> Listed records
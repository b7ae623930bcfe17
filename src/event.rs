use serde::{Deserialize, Serialize};
use serde_json::{Map, Value};

use crate::model::{
    AlertLocation, BookingId, ChatSessionId, Coordinate, EmergencyId, NotificationId, PaymentId,
    UserId, VideoCallId, UNKNOWN_LOCATION_LABEL,
};

#[derive(Debug, Clone, Copy, PartialEq, Eq, Hash, Serialize, Deserialize)]
#[serde(rename_all = "snake_case")]
pub enum NotificationType {
    Message,
    VideoCall,
    Booking,
    Emergency,
    ChatSession,
    Other,
}

impl NotificationType {
    #[must_use]
    pub fn parse(s: &str) -> Self {
        match s.trim().to_lowercase().replace('-', "_").as_str() {
            "message" => Self::Message,
            "video_call" => Self::VideoCall,
            "booking" => Self::Booking,
            "emergency" => Self::Emergency,
            "chat_session" => Self::ChatSession,
            _ => Self::Other,
        }
    }
}

/// Navigation hint attached to a notification by the server.
#[derive(Debug, Clone, PartialEq, Eq, Hash, Serialize, Deserialize)]
#[serde(rename_all = "snake_case")]
pub enum NotificationAction {
    OpenChat,
    ViewVideoCall,
    JoinCall,
    ViewBooking,
    ViewEmergency,
    ViewPayment,
    Unrecognized(String),
    None,
}

impl NotificationAction {
    #[must_use]
    pub fn parse(s: Option<&str>) -> Self {
        let Some(raw) = s else { return Self::None };
        match raw.trim() {
            "" => Self::None,
            "open_chat" => Self::OpenChat,
            "view_video_call" => Self::ViewVideoCall,
            "join_call" => Self::JoinCall,
            "view_booking" => Self::ViewBooking,
            "view_emergency" => Self::ViewEmergency,
            "view_payment" => Self::ViewPayment,
            other => Self::Unrecognized(other.to_string()),
        }
    }
}

/// Inbound notification. Ephemeral: never persisted by the core.
///
/// The payload is kept free-form; typed accessors pull out the ids each
/// notification kind is known to carry.
#[derive(Debug, Clone, PartialEq, Serialize, Deserialize)]
pub struct NotificationEvent {
    pub id: Option<NotificationId>,
    pub kind: NotificationType,
    pub action: NotificationAction,
    pub data: Map<String, Value>,
    pub is_read: bool,
}

impl NotificationEvent {
    /// Builds an event from the `(type, action, data)` triple the platform layer hands over.
    ///
    /// `action` may be absent from the triple and present in `data` instead; the
    /// server puts it there.
    #[must_use]
    pub fn from_parts(
        kind: &str,
        action: Option<&str>,
        data: Value,
        id: Option<NotificationId>,
    ) -> Self {
        let data = match data {
            Value::Object(map) => map,
            _ => Map::new(),
        };
        let action = action
            .map(str::to_string)
            .or_else(|| data.get("action").and_then(Value::as_str).map(str::to_string));
        let is_read = data.get("is_read").and_then(Value::as_bool).unwrap_or(false);

        Self {
            id,
            kind: NotificationType::parse(kind),
            action: NotificationAction::parse(action.as_deref()),
            data,
            is_read,
        }
    }

    fn str_field(&self, key: &str) -> Option<&str> {
        self.data
            .get(key)
            .and_then(Value::as_str)
            .map(str::trim)
            .filter(|s| !s.is_empty())
    }

    #[must_use]
    pub fn emergency_id(&self) -> Option<EmergencyId> {
        self.str_field("emergency_id").map(EmergencyId::new)
    }

    #[must_use]
    pub fn care_recipient_id(&self) -> Option<UserId> {
        self.str_field("care_recipient_id").map(UserId::new)
    }

    #[must_use]
    pub fn care_recipient_name(&self) -> Option<String> {
        self.str_field("care_recipient_name").map(str::to_string)
    }

    #[must_use]
    pub fn booking_id(&self) -> Option<BookingId> {
        self.str_field("booking_id").map(BookingId::new)
    }

    #[must_use]
    pub fn video_call_id(&self) -> Option<VideoCallId> {
        self.str_field("video_call_id").map(VideoCallId::new)
    }

    #[must_use]
    pub fn chat_session_id(&self) -> Option<ChatSessionId> {
        self.str_field("chat_session_id").map(ChatSessionId::new)
    }

    #[must_use]
    pub fn payment_id(&self) -> Option<PaymentId> {
        self.str_field("payment_id").map(PaymentId::new)
    }

    /// `data.location` as sent with emergency pushes. Absent or malformed coordinates yield `None`.
    #[must_use]
    pub fn location(&self) -> Option<AlertLocation> {
        let loc = self.data.get("location")?.as_object()?;
        location_from_map(loc)
    }

    #[must_use]
    pub fn is_high_priority(&self) -> bool {
        self.kind == NotificationType::Emergency
            || self.str_field("priority") == Some("high")
    }

    /// Key used to recognise a re-delivery of the same notification.
    #[must_use]
    pub fn dedup_key(&self) -> Option<String> {
        if let Some(id) = &self.id {
            return Some(format!("n:{id}"));
        }
        let target = self
            .str_field("emergency_id")
            .or_else(|| self.str_field("booking_id"))
            .or_else(|| self.str_field("video_call_id"))?;
        let status = self
            .str_field("booking_status")
            .or_else(|| self.str_field("status"))
            .unwrap_or("");
        Some(format!("{:?}:{target}:{status}", self.kind))
    }
}

pub(crate) fn location_from_map(loc: &Map<String, Value>) -> Option<AlertLocation> {
    let lat = number(loc.get("latitude").or_else(|| loc.get("lat")))?;
    let lng = number(
        loc.get("longitude")
            .or_else(|| loc.get("lng"))
            .or_else(|| loc.get("lon")),
    )?;
    let coordinate = Coordinate::new(lat, lng).ok()?;
    let label = loc
        .get("address")
        .or_else(|| loc.get("label"))
        .or_else(|| loc.get("location_name"))
        .and_then(Value::as_str)
        .filter(|s| !s.trim().is_empty())
        .unwrap_or(UNKNOWN_LOCATION_LABEL);
    Some(AlertLocation::new(coordinate, label))
}

// Location payloads arrive with numbers or numeric strings depending on the sender.
fn number(v: Option<&Value>) -> Option<f64> {
    match v? {
        Value::Number(n) => n.as_f64(),
        Value::String(s) => s.trim().parse().ok(),
        _ => None,
    }
}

> What the exercise asks
All of the entries above should be transcribed exactly, line for line.

> Solution
repository b7ae623930bcfe17
filename src/event.rs
use serde::{Deserialize, Serialize};
use serde_json::{Map, Value};

use crate::model::{
    AlertLocation, BookingId, ChatSessionId, Coordinate, EmergencyId, NotificationId, PaymentId,
    UserId, VideoCallId, UNKNOWN_LOCATION_LABEL,
};

#[derive(Debug, Clone, Copy, PartialEq, Eq, Hash, Serialize, Deserialize)]
#[serde(rename_all = "snake_case")]
pub enum NotificationType {
    Message,
    VideoCall,
    Booking,
    Emergency,
    ChatSession,
    Other,
}

impl NotificationType {
    #[must_use]
    pub fn parse(s: &str) -> Self {
        match s.trim().to_lowercase().replace('-', "_").as_str() {
            "message" => Self::Message,
            "video_call" => Self::VideoCall,
            "booking" => Self::Booking,
            "emergency" => Self::Emergency,
            "chat_session" => Self::ChatSession,
            _ => Self::Other,
        }
    }
}

/// Navigation hint attached to a notification by the server.
#[derive(Debug, Clone, PartialEq, Eq, Hash, Serialize, Deserialize)]
#[serde(rename_all = "snake_case")]
pub enum NotificationAction {
    OpenChat,
    ViewVideoCall,
    JoinCall,
    ViewBooking,
    ViewEmergency,
    ViewPayment,
    Unrecognized(String),
    None,
}

impl NotificationAction {
    #[must_use]
    pub fn parse(s: Option<&str>) -> Self {
        let Some(raw) = s else { return Self::None };
        match raw.trim() {
            "" => Self::None,
            "open_chat" => Self::OpenChat,
            "view_video_call" => Self::ViewVideoCall,
            "join_call" => Self::JoinCall,
            "view_booking" => Self::ViewBooking,
            "view_emergency" => Self::ViewEmergency,
            "view_payment" => Self::ViewPayment,
            other => Self::Unrecognized(other.to_string()),
        }
    }
}

/// Inbound notification. Ephemeral: never persisted by the core.
///
/// The payload is kept free-form; typed accessors pull out the ids each
/// notification kind is known to carry.
#[derive(Debug, Clone, PartialEq, Serialize, Deserialize)]
pub struct NotificationEvent {
    pub id: Option<NotificationId>,
    pub kind: NotificationType,
    pub action: NotificationAction,
    pub data: Map<String, Value>,
    pub is_read: bool,
}

impl NotificationEvent {
    /// Builds an event from the `(type, action, data)` triple the platform layer hands over.
    ///
    /// `action` may be absent from the triple and present in `data` instead; the
    /// server puts it there.
    #[must_use]
    pub fn from_parts(
        kind: &str,
        action: Option<&str>,
        data: Value,
        id: Option<NotificationId>,
    ) -> Self {
        let data = match data {
            Value::Object(map) => map,
            _ => Map::new(),
        };
        let action = action
            .map(str::to_string)
            .or_else(|| data.get("action").and_then(Value::as_str).map(str::to_string));
        let is_read = data.get("is_read").and_then(Value::as_bool).unwrap_or(false);

        Self {
            id,
            kind: NotificationType::parse(kind),
            action: NotificationAction::parse(action.as_deref()),
            data,
            is_read,
        }
    }

    fn str_field(&self, key: &str) -> Option<&str> {
        self.data
            .get(key)
            .and_then(Value::as_str)
            .map(str::trim)
            .filter(|s| !s.is_empty())
    }

    #[must_use]
    pub fn emergency_id(&self) -> Option<EmergencyId> {
        self.str_field("emergency_id").map(EmergencyId::new)
    }

    #[must_use]
    pub fn care_recipient_id(&self) -> Option<UserId> {
        self.str_field("care_recipient_id").map(UserId::new)
    }

    #[must_use]
    pub fn care_recipient_name(&self) -> Option<String> {
        self.str_field("care_recipient_name").map(str::to_string)
    }

    #[must_use]
    pub fn booking_id(&self) -> Option<BookingId> {
        self.str_field("booking_id").map(BookingId::new)
    }

    #[must_use]
    pub fn video_call_id(&self) -> Option<VideoCallId> {
        self.str_field("video_call_id").map(VideoCallId::new)
    }

    #[must_use]
    pub fn chat_session_id(&self) -> Option<ChatSessionId> {
        self.str_field("chat_session_id").map(ChatSessionId::new)
    }

    #[must_use]
    pub fn payment_id(&self) -> Option<PaymentId> {
        self.str_field("payment_id").map(PaymentId::new)
    }

    /// `data.location` as sent with emergency pushes. Absent or malformed coordinates yield `None`.
    #[must_use]
    pub fn location(&self) -> Option<AlertLocation> {
        let loc = self.data.get("location")?.as_object()?;
        location_from_map(loc)
    }

    #[must_use]
    pub fn is_high_priority(&self) -> bool {
        self.kind == NotificationType::Emergency
            || self.str_field("priority") == Some("high")
    }

    /// Key used to recognise a re-delivery of the same notification.
    #[must_use]
    pub fn dedup_key(&self) -> Option<String> {
        if let Some(id) = &self.id {
            return Some(format!("n:{id}"));
        }
        let target = self
            .str_field("emergency_id")
            .or_else(|| self.str_field("booking_id"))
            .or_else(|| self.str_field("video_call_id"))?;
        let status = self
            .str_field("booking_status")
            .or_else(|| self.str_field("status"))
            .unwrap_or("");
        Some(format!("{:?}:{target}:{status}", self.kind))
    }
}

pub(crate) fn location_from_map(loc: &Map<String, Value>) -> Option<AlertLocation> {
    let lat = number(loc.get("latitude").or_else(|| loc.get("lat")))?;
    let lng = number(
        loc.get("longitude")
            .or_else(|| loc.get("lng"))
            .or_else(|| loc.get("lon")),
    )?;
    let coordinate = Coordinate::new(lat, lng).ok()?;
    let label = loc
        .get("address")
        .or_else(|| loc.get("label"))
        .or_else(|| loc.get("location_name"))
        .and_then(Value::as_str)
        .filter(|s| !s.trim().is_empty())
        .unwrap_or(UNKNOWN_LOCATION_LABEL);
    Some(AlertLocation::new(coordinate, label))
}

// Location payloads arrive with numbers or numeric strings depending on the sender.
fn number(v: Option<&Value>) -> Option<f64> {
    match v? {
        Value::Number(n) => n.as_f64(),
        Value::String(s) => s.trim().parse().ok(),
        _ => None,
    }
}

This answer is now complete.